So reagieren Unternehmen auf die Corona-Krise

Umfrage unter 250 Führungskräften in Österreich: Welche Branchen am meisten von der Krise betroffen sind, wie viele der befragten Unternehmen mit Umsatzeinbußen rechnen, wo sie glauben in zwei Jahren mit dem Umsatz zu stehen. Wie Unternehmen jetzt gegensteuern wollen und welche die klassischen Fehler dabei gemacht werden.

So reagieren Unternehmen auf die Corona-Krise

Der Unternehmensberater Ernst & Young (EY) hat U250 österreichische Führungskräfte im Frühherbst 2020 nach den Auswirkungen der Pandemie befragt, wie sie bei Bedarf Kosten optimieren und wie sie die Zukunft einschätzen. Die Bilanz: fast jeder zweite Betrieb sieht sich von Pandemie stark betroffen. Fast genauso viele (42 %) geben hingegen an, durch die Krise weniger stark betroffen zu sein, nur 13 Prozent sind kaum bzw. gar nicht betroffen.

Trotzdem blicken Österreichs Firmen positiv in die Zukunft: Mehr als die Hälfte (54 %) der Unternehmen ist optimistisch, was die kommenden Monate betrifft – nur etwa jeder Fünfte ist pessimistisch bzw. skeptisch gestimmt (22 %). Auch Unsicherheit ist weit verbreitet – jede vierte Führungskraft (24 %) ist unentschlossen, was die weiteren Entwicklungen im verbleibenden Jahr betrifft.

Firmen sollten Szenarien planen und strategische Fragen klären
„Es ist ein gutes Zeichen für den Wirtschaftsstandort, allerdings sollte man sich von der aktuellen Lage, in der es noch viele staatliche Unterstützungsmaßnahmen gibt, auch nicht blenden lassen. Die Realität ist, dass die Krise noch lange nicht vorbei ist – das zeigt auch der zweite Lockdown deutlich. Die positive Grundstimmung darf keinesfalls zu Fehleinschätzungen bei der Krisenbewältigung führen. Wir raten daher Unternehmen, sich für weitere Eventualitäten zu rüsten und in Szenarien zu planen. Grundlegende strategische Fragestellungen anzugehen“, so Johannes Schneider, Partner bei EY-Parthenon, der Strategieberatung von EY, in Österreich.

Viele Unternehmen gingen vor dem zweiten Lockdown von einer raschen Erholung aus
Der Großteil der Unternehmen ging zum Befragungszeitpunkt im September/Oktober 2020 davon aus, sich rasch von der aktuellen Krise zu erholen. 50 Prozent waren der Meinung, sich innerhalb eines Jahres erholen zu können, mehr als ein Drittel (38 %) gab an, die Erholungsphase würde ein bis drei Jahre in Anspruch nehmen.

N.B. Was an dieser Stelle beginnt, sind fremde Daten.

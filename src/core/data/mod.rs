//! Core data types used across all pipeline phases.

pub mod source;

pub use source::{SourceContext, SourceLocation};
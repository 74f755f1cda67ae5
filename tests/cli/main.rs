use std::{
    fs,
    path::{Path, PathBuf},
    process::Command,
};

use anyhow::{Context, Ok, Result};
use insta_cmd::get_cargo_bin;
use tempfile::TempDir;

mod extract;
mod init;

const BIN_NAME: &str = "minerr";

pub struct CliTest {
    _temp_dir: TempDir,
    project_dir: PathBuf,
}

impl CliTest {
    /// An empty project; the `.git` marker stops config lookup at its root.
    pub fn new() -> Result<Self> {
        let temp_dir = TempDir::new()?;
        let project_dir = temp_dir.path().canonicalize()?;
        fs::create_dir(project_dir.join(".git"))?;
        Ok(Self {
            _temp_dir: temp_dir,
            project_dir,
        })
    }

    pub fn with_file(path: &str, content: &str) -> Result<Self> {
        let test = Self::new()?;
        test.write_file(path, content)?;
        Ok(test)
    }

    pub fn write_file(&self, path: &str, content: &str) -> Result<()> {
        let file_path = self.project_dir.join(path);

        if let Some(parent) = file_path.parent() {
            fs::create_dir_all(parent)
                .with_context(|| format!("Failed to create directory:{}", parent.display()))?;
        }

        fs::write(&file_path, content)
            .with_context(|| format!("Failed to write file: {}", file_path.display()))?;

        Ok(())
    }

    pub fn root(&self) -> &Path {
        &self.project_dir
    }

    pub fn command(&self) -> Command {
        let mut cmd = Command::new(get_cargo_bin(BIN_NAME));
        cmd.current_dir(&self.project_dir);
        cmd.env_clear();
        cmd.env("NO_COLOR", "1"); // Disable colors for consistent test output
        cmd
    }

    pub fn extract_command(&self) -> Command {
        let mut cmd = self.command();
        cmd.arg("extract");
        cmd
    }

    pub fn read_file(&self, path: &str) -> Result<String> {
        let file_path = self.project_dir.join(path);
        fs::read_to_string(&file_path)
            .with_context(|| format!("Failed to read file: {}", file_path.display()))
    }
}
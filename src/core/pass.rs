//! One complete execution of the extraction pass.
//!
//! Lifecycle: create → scan every program → finalize → write the registry to
//! the sink. [`MinErrPass::process`] consumes the pass, so it can't be reused.

use std::io::Write;
use std::sync::Arc;

use anyhow::Result;
use swc_common::SourceMap;
use swc_ecma_ast::Program;
use swc_ecma_visit::VisitWith;

use crate::core::classify::FactoryMatcher;
use crate::core::definition::Replacement;
use crate::core::finalize::{Finalized, finalize};
use crate::core::scan::Scanner;

pub struct MinErrPass {
    matcher: FactoryMatcher,
    source_map: Arc<SourceMap>,
    replacement: Option<Replacement>,
}

impl MinErrPass {
    /// `source_map` must be the one every processed program was parsed into.
    pub fn new(factory_name: &str, source_map: Arc<SourceMap>) -> Self {
        Self {
            matcher: FactoryMatcher::new(factory_name),
            source_map,
            replacement: None,
        }
    }

    /// Swap the factory's declaration for `replacement` when one is found.
    pub fn with_replacement(mut self, replacement: Replacement) -> Self {
        self.replacement = Some(replacement);
        self
    }

    /// Run over `programs` (in order) and write the compact registry to `sink`.
    ///
    /// Programs are mutated in place; the returned edits mirror the mutations.
    pub fn process<W: Write + ?Sized>(
        self,
        programs: &mut [Program],
        sink: &mut W,
    ) -> Result<Finalized> {
        let mut scanner = Scanner::new(&self.matcher, &self.source_map);
        for program in programs.iter() {
            program.visit_with(&mut scanner);
        }

        let finalized = finalize(
            scanner.finish(),
            programs,
            self.replacement.as_ref(),
            &self.source_map,
        );
        finalized.registry.write_to(sink)?;

        Ok(finalized)
    }
}
//! Expand command-line paths into the list of source files to process.
//!
//! Order matters to the pass (first definition wins, later registry writes win),
//! so files come out in argument order, each directory walked by file name.

use std::{
    collections::HashSet,
    path::{Path, PathBuf},
};

use anyhow::{Result, bail};
use colored::Colorize;
use glob::Pattern;
use walkdir::WalkDir;

/// Result of discovering files.
#[derive(Debug, Default)]
pub struct DiscoveredFiles {
    pub files: Vec<PathBuf>,
    /// Directory entries that could not be read.
    pub skipped_count: usize,
}

/// Walk `paths` and collect files with one of `extensions`.
///
/// Explicit file arguments are always kept. Anything matching an `ignores` glob
/// is skipped, whether it was named explicitly or found while walking.
pub fn discover_files(
    paths: &[PathBuf],
    extensions: &[String],
    ignores: &[String],
    verbose: bool,
) -> Result<DiscoveredFiles> {
    let mut ignore_patterns = Vec::with_capacity(ignores.len());
    for p in ignores {
        match Pattern::new(p) {
            Ok(pattern) => ignore_patterns.push(pattern),
            Err(e) => {
                if verbose {
                    eprintln!(
                        "{} Invalid ignore pattern '{}': {}",
                        "warning:".bold().yellow(),
                        p,
                        e
                    );
                }
            }
        }
    }
    let is_ignored = |path: &Path| {
        let path_str = path.to_string_lossy();
        ignore_patterns.iter().any(|p| p.matches(&path_str))
    };

    let mut result = DiscoveredFiles::default();
    let mut seen: HashSet<PathBuf> = HashSet::new();

    for root in paths {
        if !root.exists() {
            bail!("Path does not exist: {}", root.display());
        }

        if root.is_file() {
            if !is_ignored(root) && seen.insert(root.clone()) {
                result.files.push(root.clone());
            }
            continue;
        }

        let walker = WalkDir::new(root)
            .sort_by_file_name()
            .into_iter()
            .filter_entry(|entry| !is_ignored(entry.path()));
        for entry in walker {
            let entry = match entry {
                Ok(e) => e,
                Err(e) => {
                    result.skipped_count += 1;
                    if verbose {
                        eprintln!("{} Cannot access path: {}", "warning:".bold().yellow(), e);
                    }
                    continue;
                }
            };

            let path = entry.path();
            if entry.file_type().is_file()
                && has_extension(path, extensions)
                && seen.insert(path.to_path_buf())
            {
                result.files.push(path.to_path_buf());
            }
        }
    }

    Ok(result)
}

fn has_extension(path: &Path, extensions: &[String]) -> bool {
    path.extension()
        .and_then(|e| e.to_str())
        .is_some_and(|ext| extensions.iter().any(|allowed| allowed == ext))
}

Allerdings war sich jede zwölfte Führungskraft (8 %) nicht sicher, ob das Unternehmen wieder auf das Level vor der Krise zurückkehren kann.

In zwei Jahren besser als vor der Krise - viele optimistisch
Langfristig sehen sich Österreichs Unternehmen eher als Krisengewinner: Beinahe die Hälfte (44 %) der Befragten gibt an, dass sie selbst in zwei Jahren besser als vor der Coronakrise dastehen wird. Etwas mehr (47 %) schätzen, dass alles wie vor der Pandemie sein wird, nur neun Prozent sehen sich eher als Krisenverlierer.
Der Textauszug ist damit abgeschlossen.